Hablé telefónicamente en varias oportunidades con Hugo Ojeda, que era miembro del secretariado de Santa Fe, quien insistió en que Tito debía ir a retirar el vehículo ya que estaba en juego la integridad de su dueño, un amigo del partido.

La dirección del lugar acató y quedamos en minoría Tito y yo. Así pues, Messiez se disponía para ir. En ese momento llegó un mensaje de un camarada encubierto que trabajaba dentro de la Jefatura Policial, quien dijo que “la policía estaba furiosa porque se les escapó la presa, digo, el preso”. “Lo quieren como sea. Lo están buscando por todos partes y reparten su foto para identificarlo. Hay retenes policiales en las salidas de la ciudad”.

¿Cómo sacarlo a Tito de Tucumán y recuperar el vehículo? Pedí a Rosario un duplicado de la llave del auto, la que me llegó en una encomienda por ómnibus. El automóvil se hallaba estacionado en la playa frente a la Jefatura, y según informaciones, no tenía custodia, sólo había guardia en el portal de la jefatura, a unos cincuenta metros.

Caminé, pues, disimuladamente hasta él, abrí, coloqué la llave y por suerte arrancó de inmediato. Salí despacio pero cuando doblaba la esquina oí un silbato y luego algunos balazos que impactaron en la carrocería. La idea era poner a salvo el vehículo en la finca de un compañero, el Turco Sidán -que en aquellos tiempos era dirigente de UCIT- quien poseía su finca en la zona rural, pero ello no fue posible. Tomé por una calle transversal mientras los milicos corrían hasta una de sus unidades y por fortuna, a dos cuadras existía un depósito cuyo portón se cerraba en aquel momento. Esquivé una de sus hojas, penetré y estacioné, un encargado se acercó sorprendido y le dije que me sentía descompuesto, que me dejara ir al baño, a lo cual accedió. “Yo sé lo que son esos apuros” me dijo solidariamente.
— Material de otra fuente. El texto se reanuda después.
use ordered_tree::{Order, Tree};

use std::collections::BTreeSet;

/// Builds a tree by inserting one key at a time, so its shape depends on the
/// order of `xs`.
fn inserted(xs: &[i8]) -> Tree<i8> {
    let mut tree = Tree::new();
    for x in xs {
        tree.insert(*x);
    }
    tree
}

/// Checks the BST order by walking the keys in order.
fn strictly_ascending(tree: &Tree<i8>) -> bool {
    tree.inorder().windows(2).all(|w| w[0] < w[1])
}

#[quickcheck]
fn build_yields_distinct_sorted_keys(xs: Vec<i8>) -> bool {
    let tree = Tree::build(xs.clone());
    let expected: Vec<_> = xs.into_iter().collect::<BTreeSet<_>>().into_iter().collect();

    tree.iter().copied().eq(expected)
}

#[quickcheck]
fn build_has_minimal_height(xs: Vec<i16>) -> bool {
    let tree = Tree::build(xs);
    let n = tree.len();

    // floor(log2(n)), and -1 for an empty tree.
    let bound = if n == 0 {
        -1
    } else {
        (usize::BITS - 1 - n.leading_zeros()) as isize
    };
    tree.height() == bound && tree.is_balanced()
}

#[quickcheck]
fn insert_is_idempotent(xs: Vec<i8>, k: i8) -> bool {
    let mut once = inserted(&xs);
    once.insert(k);
    let mut twice = once.clone();
    twice.insert(k);

    once == twice
}

#[quickcheck]
fn delete_undoes_insert(xs: Vec<i8>, k: i8) -> bool {
    let original = inserted(&xs);
    if original.contains(&k) {
        return true;
    }

    let mut tree = original.clone();
    tree.insert(k);
    let grew = tree.contains(&k) && tree.len() == original.len() + 1;
    tree.delete(&k);

    grew && tree.inorder() == original.inorder()
}

#[quickcheck]
fn stays_ordered_after_deletions(xs: Vec<i8>, deletes: Vec<i8>) -> bool {
    let mut tree = inserted(&xs);
    for delete in &deletes {
        tree.delete(delete);
    }

    let still_present: BTreeSet<_> = xs.iter().filter(|x| !deletes.contains(*x)).collect();

    strictly_ascending(&tree)
        && deletes.iter().all(|x| !tree.contains(x))
        && still_present.iter().all(|x| tree.contains(x))
        && tree.len() == still_present.len()
}

#[quickcheck]
fn contains_not(xs: Vec<i8>, nots: Vec<i8>) -> bool {
    let tree = inserted(&xs);
    let added: BTreeSet<_> = xs.into_iter().collect();
    let nots: BTreeSet<_> = nots.into_iter().collect();
    let mut nots = nots.difference(&added);

    nots.all(|x| tree.find(x).is_none())
}

#[quickcheck]
fn rebalance_balances_and_keeps_keys(xs: Vec<i8>) -> bool {
    let mut tree = inserted(&xs);
    let before: Vec<i8> = tree.iter().copied().collect();
    tree.rebalance();

    tree.is_balanced() && tree.iter().copied().eq(before)
}

#[quickcheck]
fn rebalance_is_idempotent(xs: Vec<i8>) -> bool {
    let mut tree = inserted(&xs);
    tree.rebalance();
    let once = tree.clone();
    tree.rebalance();

    tree == once
}

#[quickcheck]
fn level_order_goes_down_level_by_level(xs: Vec<i8>) -> bool {
    let tree = inserted(&xs);
    let keys = tree.level_order();
    let depths: Vec<_> = keys.iter().map(|k| tree.depth(k)).collect();

    keys.len() == tree.len()
        && depths.iter().all(Option::is_some)
        && depths.windows(2).all(|w| w[0] <= w[1])
}

#[quickcheck]
fn visitors_see_what_collectors_collect(xs: Vec<i8>) -> bool {
    let tree = inserted(&xs);

    [Order::Pre, Order::In, Order::Post, Order::Level]
        .iter()
        .all(|order| {
            let mut visited = Vec::new();
            tree.traverse(*order, &mut |n: &ordered_tree::Node<i8>| visited.push(*n.key()));

            let collected: Vec<i8> = match order {
                Order::Pre => tree.preorder(),
                Order::In => tree.inorder(),
                Order::Post => tree.postorder(),
                Order::Level => tree.level_order(),
            }
            .into_iter()
            .copied()
            .collect();

            visited == collected
        })
}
El encargado del depósito quería retirarse y por suerte la sirena policial sonaba ya muy lejos. Me permitió dejar allí el coche hasta el día siguiente, ya que no me sentía bien ¡en parte era cierto! y fui hasta donde me alojaba.

Al día siguiente salí con el auto y lo despaché en un vagón de carga del ferrocarril. Ya había perdido todo contacto con la dirección local del partido y además la cosa no estaba como para jugar a las visitas, pero sí sabía donde se alojaba Tito, en una casa humilde de unos compañeros de apellido Heredia, no muy lejos de la estación de cargas del ferrocarril.
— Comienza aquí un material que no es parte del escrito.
//! A Binary Search Tree that is balanced when it is built and stays that way
//! only until it is mutated. Insertion and deletion are plain recursive BST
//! descents. Callers that care about the shape can check
//! [`is_balanced`][Tree::is_balanced] and ask for a
//! [`rebalance`][Tree::rebalance] whenever the tree has drifted.
//!
//! # Examples
//!
//! ```
//! use ordered_tree::Tree;
//!
//! let mut tree = Tree::build(vec![3, 1, 2, 3]);
//!
//! // Duplicates are dropped.
//! assert_eq!(tree.inorder(), vec![&1, &2, &3]);
//! assert!(tree.is_balanced());
//!
//! // Inserting in ascending order grows a list to the right.
//! tree.insert(4);
//! tree.insert(5);
//! assert!(!tree.is_balanced());
//!
//! tree.rebalance();
//! assert!(tree.is_balanced());
//! assert_eq!(tree.inorder(), vec![&1, &2, &3, &4, &5]);
//! ```

use std::collections::BTreeSet;
use std::fmt;
use std::iter::FromIterator;

use crate::node::{self, Link, Node};
use crate::traversal::{self, Collect, Iter, Order, Visitor};

/// A Binary Search Tree of unique keys. Duplicate keys are silently dropped.
///
/// Cloning, comparing and dropping a tree work off an explicit stack, so they
/// cope with trees as deep as they are long. `Debug` still recurses per level.
pub struct Tree<K> {
    root: Link<K>,
}

impl<K> Default for Tree<K> {
    fn default() -> Self {
        Self::new()
    }
}

impl<K> Drop for Tree<K> {
    // A tree grown by sorted insertion is as deep as it is long, so dropping
    // the `Box`es recursively could blow the stack.
    fn drop(&mut self) {
        let mut stack: Vec<Box<Node<K>>> = self.root.take().into_iter().collect();
        while let Some(mut node) = stack.pop() {
            stack.extend(node.left.take());
            stack.extend(node.right.take());
        }
    }
}

impl<K> Clone for Tree<K>
where
    K: Clone,
{
    // Rebuilds the copy bottom-up: every subtree is finished before its parent,
    // which then pops its right and left copies off `built`.
    fn clone(&self) -> Self {
        let mut pending = vec![(self.root(), false)];
        let mut built: Vec<Link<K>> = Vec::new();

        while let Some((node, children_done)) = pending.pop() {
            match node {
                None => built.push(None),
                Some(n) if !children_done => {
                    pending.push((Some(n), true));
                    pending.push((n.right(), false));
                    pending.push((n.left(), false));
                }
                Some(n) => {
                    let right = built.pop().flatten();
                    let left = built.pop().flatten();
                    built.push(Some(Box::new(Node {
                        key: n.key.clone(),
                        left,
                        right,
                    })));
                }
            }
        }

        Self {
            root: built.pop().flatten(),
        }
    }
}

/// Two trees are equal when they hold the same keys in the same shape.
impl<K> PartialEq for Tree<K>
where
    K: PartialEq,
{
    fn eq(&self, other: &Self) -> bool {
        let mut pairs = vec![(self.root(), other.root())];
        while let Some(pair) = pairs.pop() {
            match pair {
                (None, None) => {}
                (Some(a), Some(b)) if a.key == b.key => {
                    pairs.push((a.left(), b.left()));
                    pairs.push((a.right(), b.right()));
                }
                _ => return false,
            }
        }
        true
    }
}

impl<K> Eq for Tree<K> where K: Eq {}

impl<K> fmt::Debug for Tree<K>
where
    K: fmt::Debug,
{
    fn fmt(&self, f: &mut fmt::Formatter<'_>) -> fmt::Result {
        f.debug_struct("Tree").field("root", &self.root()).finish()
    }
}

impl<K> Tree<K> {
    /// Generates a new, empty `Tree`.
    pub fn new() -> Self {
        Self { root: None }
    }

    /// Builds a minimal-height tree holding every distinct key in `keys`.
    ///
    /// The keys may come in any order and may repeat.
    ///
    /// # Examples
    ///
    /// ```
    /// use ordered_tree::Tree;
    ///
    /// let tree = Tree::build(vec![7, 1, 5, 3, 1, 6, 2, 4]);
    ///
    /// assert_eq!(tree.len(), 7);
    /// assert_eq!(tree.height(), 2);
    /// assert_eq!(tree.level_order(), vec![&4, &2, &6, &1, &3, &5, &7]);
    /// ```
    pub fn build<I>(keys: I) -> Self
    where
        I: IntoIterator<Item = K>,
        K: Ord,
    {
        let distinct: BTreeSet<K> = keys.into_iter().collect();
        let tree = Self::from_sorted(distinct.into_iter().collect());
        log::debug!(
            "built tree of {} keys with height {}",
            tree.len(),
            tree.height()
        );
        tree
    }

    /// Builds a minimal-height tree out of keys that are already ascending and
    /// unique.
    fn from_sorted(keys: Vec<K>) -> Self {
        let len = keys.len();
        Self {
            root: node::build_sorted(&mut keys.into_iter(), len),
        }
    }

    /// The root node, if the tree isn't empty.
    pub fn root(&self) -> Option<&Node<K>> {
        self.root.as_deref()
    }

    /// Whether the tree holds no keys.
    pub fn is_empty(&self) -> bool {
        self.root.is_none()
    }

    /// Number of keys in the tree. This walks the whole tree.
    pub fn len(&self) -> usize {
        self.root().map_or(0, Node::count)
    }

    /// Removes every key from the tree.
    pub fn clear(&mut self) {
        *self = Self::new();
    }

    /// Inserts the given key into the tree. Inserting a key that is already
    /// present leaves the tree as it was.
    ///
    /// This never rebalances the tree.
    ///
    /// # Examples
    ///
    /// ```
    /// use ordered_tree::Tree;
    ///
    /// let mut tree = Tree::new();
    ///
    /// tree.insert(1);
    /// tree.insert(1);
    /// assert_eq!(tree.inorder(), vec![&1]);
    /// ```
    pub fn insert(&mut self, key: K)
    where
        K: Ord,
    {
        self.root = Some(node::insert(self.root.take(), key));
    }

    /// Deletes the given key from the tree. If the tree does not contain the
    /// key, nothing happens.
    ///
    /// A node with two children is not unlinked itself: it takes over the key
    /// of its successor, whose node is unlinked instead. This never rebalances
    /// the tree.
    ///
    /// # Examples
    ///
    /// ```
    /// use ordered_tree::Tree;
    ///
    /// let mut tree = Tree::build(vec![1, 2, 3]);
    /// tree.delete(&2);
    /// tree.delete(&42);
    ///
    /// assert_eq!(tree.inorder(), vec![&1, &3]);
    /// assert_eq!(tree.root().map(|n| *n.key()), Some(3));
    /// ```
    pub fn delete(&mut self, key: &K)
    where
        K: Ord,
    {
        self.root = node::delete(self.root.take(), key);
    }

    /// Potentially finds the node holding the given key. If no node has the
    /// key, `None` is returned.
    ///
    /// # Examples
    ///
    /// ```
    /// use ordered_tree::Tree;
    ///
    /// let tree = Tree::build(vec![1, 2, 3]);
    ///
    /// assert_eq!(tree.find(&1).map(|n| n.key()), Some(&1));
    /// assert!(tree.find(&42).is_none());
    /// ```
    pub fn find(&self, key: &K) -> Option<&Node<K>>
    where
        K: Ord,
    {
        self.root().and_then(|n| n.find(key))
    }

    /// Whether the tree holds the given key.
    pub fn contains(&self, key: &K) -> bool
    where
        K: Ord,
    {
        self.find(key).is_some()
    }

    /// Number of edges between the root and the node holding `key`, or `None`
    /// if the key isn't in the tree. The root has a depth of 0.
    ///
    /// # Examples
    ///
    /// ```
    /// use ordered_tree::Tree;
    ///
    /// let tree = Tree::build(vec![1, 2, 3]);
    ///
    /// assert_eq!(tree.depth(&2), Some(0));
    /// assert_eq!(tree.depth(&3), Some(1));
    /// assert_eq!(tree.depth(&4), None);
    /// ```
    pub fn depth(&self, key: &K) -> Option<usize>
    where
        K: Ord,
    {
        self.root().and_then(|n| n.depth_of(key))
    }

    /// The smallest key in the tree.
    pub fn min(&self) -> Option<&K> {
        self.root().map(Node::min)
    }

    /// The largest key in the tree.
    pub fn max(&self) -> Option<&K> {
        self.root().map(Node::max)
    }

    /// Number of edges on the longest path from the root to a leaf. A tree
    /// with only a root has a height of 0 and an empty tree has a height of -1.
    pub fn height(&self) -> isize {
        node::height(self.root())
    }

    /// Whether, at every node, the heights of the left and right subtrees
    /// differ by at most one. An empty tree is balanced.
    pub fn is_balanced(&self) -> bool {
        self.root().map_or(true, Node::is_balanced)
    }

    /// Rebuilds the tree with minimal height. The keys are unchanged.
    ///
    /// # Examples
    ///
    /// ```
    /// use ordered_tree::Tree;
    ///
    /// let mut tree = Tree::new();
    /// for key in 0..7 {
    ///     tree.insert(key);
    /// }
    /// assert_eq!(tree.height(), 6);
    ///
    /// tree.rebalance();
    /// assert_eq!(tree.height(), 2);
    /// assert!(tree.is_balanced());
    /// ```
    pub fn rebalance(&mut self) {
        let before = if log::log_enabled!(log::Level::Debug) {
            Some(self.height())
        } else {
            None
        };
        let mut keys = Vec::new();
        node::drain_inorder(self.root.take(), &mut keys);
        *self = Self::from_sorted(keys);
        if let Some(before) = before {
            log::debug!(
                "rebalanced tree from height {} to {}",
                before,
                self.height()
            );
        }
    }

    /// Walks the tree in the given order, handing every node to `visitor`.
    pub fn traverse<'a, V>(&'a self, order: Order, visitor: &mut V)
    where
        V: Visitor<'a, K> + ?Sized,
    {
        traversal::walk(self.root(), order, visitor)
    }

    fn collect(&self, order: Order) -> Vec<&K> {
        let mut keys = Collect(Vec::new());
        self.traverse(order, &mut keys);
        keys.0
    }

    /// The keys in pre-order: each node before its left and then its right
    /// subtree.
    pub fn preorder(&self) -> Vec<&K> {
        self.collect(Order::Pre)
    }

    /// The keys in ascending order.
    pub fn inorder(&self) -> Vec<&K> {
        self.collect(Order::In)
    }

    /// The keys in post-order: each node after its left and then its right
    /// subtree.
    pub fn postorder(&self) -> Vec<&K> {
        self.collect(Order::Post)
    }

    /// The keys level by level from the root down, left to right within a
    /// level.
    pub fn level_order(&self) -> Vec<&K> {
        self.collect(Order::Level)
    }

    /// Calls `f` on every node in pre-order.
    pub fn preorder_with<'a, F>(&'a self, mut f: F)
    where
        F: FnMut(&'a Node<K>),
    {
        self.traverse(Order::Pre, &mut f)
    }

    /// Calls `f` on every node in ascending key order.
    ///
    /// # Examples
    ///
    /// ```
    /// use ordered_tree::Tree;
    ///
    /// let tree = Tree::build(vec![3, 1, 2]);
    /// let mut doubled = Vec::new();
    /// tree.inorder_with(|node| doubled.push(node.key() * 2));
    ///
    /// assert_eq!(doubled, vec![2, 4, 6]);
    /// ```
    pub fn inorder_with<'a, F>(&'a self, mut f: F)
    where
        F: FnMut(&'a Node<K>),
    {
        self.traverse(Order::In, &mut f)
    }

    /// Calls `f` on every node in post-order.
    pub fn postorder_with<'a, F>(&'a self, mut f: F)
    where
        F: FnMut(&'a Node<K>),
    {
        self.traverse(Order::Post, &mut f)
    }

    /// Calls `f` on every node in level order.
    pub fn level_order_with<'a, F>(&'a self, mut f: F)
    where
        F: FnMut(&'a Node<K>),
    {
        self.traverse(Order::Level, &mut f)
    }

    /// A lazy iterator over the keys in ascending order.
    pub fn iter(&self) -> Iter<'_, K> {
        Iter::new(self.root())
    }
}

impl<K> FromIterator<K> for Tree<K>
where
    K: Ord,
{
    fn from_iter<I: IntoIterator<Item = K>>(iter: I) -> Self {
        Self::build(iter)
    }
}

impl<K> Extend<K> for Tree<K>
where
    K: Ord,
{
    fn extend<I: IntoIterator<Item = K>>(&mut self, iter: I) {
        for key in iter {
            self.insert(key);
        }
    }
}

impl<'a, K> IntoIterator for &'a Tree<K> {
    type Item = &'a K;
    type IntoIter = Iter<'a, K>;

    fn into_iter(self) -> Self::IntoIter {
        self.iter()
    }
}

/// Draws the tree sideways, one key per line, each node above its left and
/// then its right subtree.
///
/// ```text
/// ├── 30
/// │   ├── 10
/// │   │   ├── 5
/// │   │   └── 20
/// │   └── 50
/// │       ├── 40
/// │       └── 60
/// ```
impl<K> fmt::Display for Tree<K>
where
    K: fmt::Display,
{
    fn fmt(&self, f: &mut fmt::Formatter<'_>) -> fmt::Result {
        draw(f, self.root(), &mut String::new(), true)
    }
}

fn draw<K>(
    f: &mut fmt::Formatter<'_>,
    node: Option<&Node<K>>,
    prefix: &mut String,
    is_left: bool,
) -> fmt::Result
where
    K: fmt::Display,
{
    let node = match node {
        Some(node) => node,
        None => return Ok(()),
    };

    writeln!(
        f,
        "{}{}{}",
        prefix,
        if is_left { "├── " } else { "└── " },
        node.key()
    )?;

    let len = prefix.len();
    prefix.push_str(if is_left { "│   " } else { "    " });
    draw(f, node.left(), prefix, true)?;
    draw(f, node.right(), prefix, false)?;
    prefix.truncate(len);

    Ok(())
}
Fui a buscarlo, nos prestaron unos gorros para disimular y un revólver Rubí calibre 22 “¿para qué queremos esta cáscara de nuez? Únicamente para balearnos en un rincón” dijo Tito. Tomamos un colectivo suburbano que iba hasta Yerbabuena, donde yo tenía un amigo de apellido Pereyra, peronista acérrimo apodado “El Gaucho” y que muchas veces me había invitado a pasar alguna vacación. Dos días después, en bicicleta y cuidando de no toparnos con algún retén, fuimos hasta el campo del Turco Sidán. Ahí dejamos nuestras ropas -el Turco nos consiguió unas de cortadores de caña, que accedieron al trueque alegremente, y al día siguiente, en un acoplado, con Tito escondido debajo de una montaña de malhoja, pasamos el control militar, luego viajamos con otros obreros rurales hasta la localidad de Simoca, hablábamos en tucumano, los controles no prestaban demasiada atención a un grupo de trabajadores rotosos.

En Simoca tenía su finca Gaspar Lasalle, entonces presidente de la UCIT, y lugar de concentración del grueso de los cañeros más combativos. Recuerdo que cuando Tito se sacudió las ropas lo hizo a las puteadas, había sido atacado por osapucas -una especie de bichos colorados- llenándolo de ronchas. En esa casa vivimos unos días y luego, Gaspar y los amigos nos sacaron hasta Catamarca y por fin a Rosario.

Tito Messiez había salvado varias veces su vida, como lo fue en otra oportunidad, en Rosario, en la que con su familia se descolgó desde una ventana de su departamento anudando unas sábanas, o la que he relatado. Lamentablemente, en la última no pudo escapar y murió torturado, sin delatar a ningún compañero. Su cadáver aun no ha aparecido, pero su combatividad y su entrega siempre estarán de cuerpo presente. Un héroe al que le rindo mi más hondo homenaje, esté donde esté.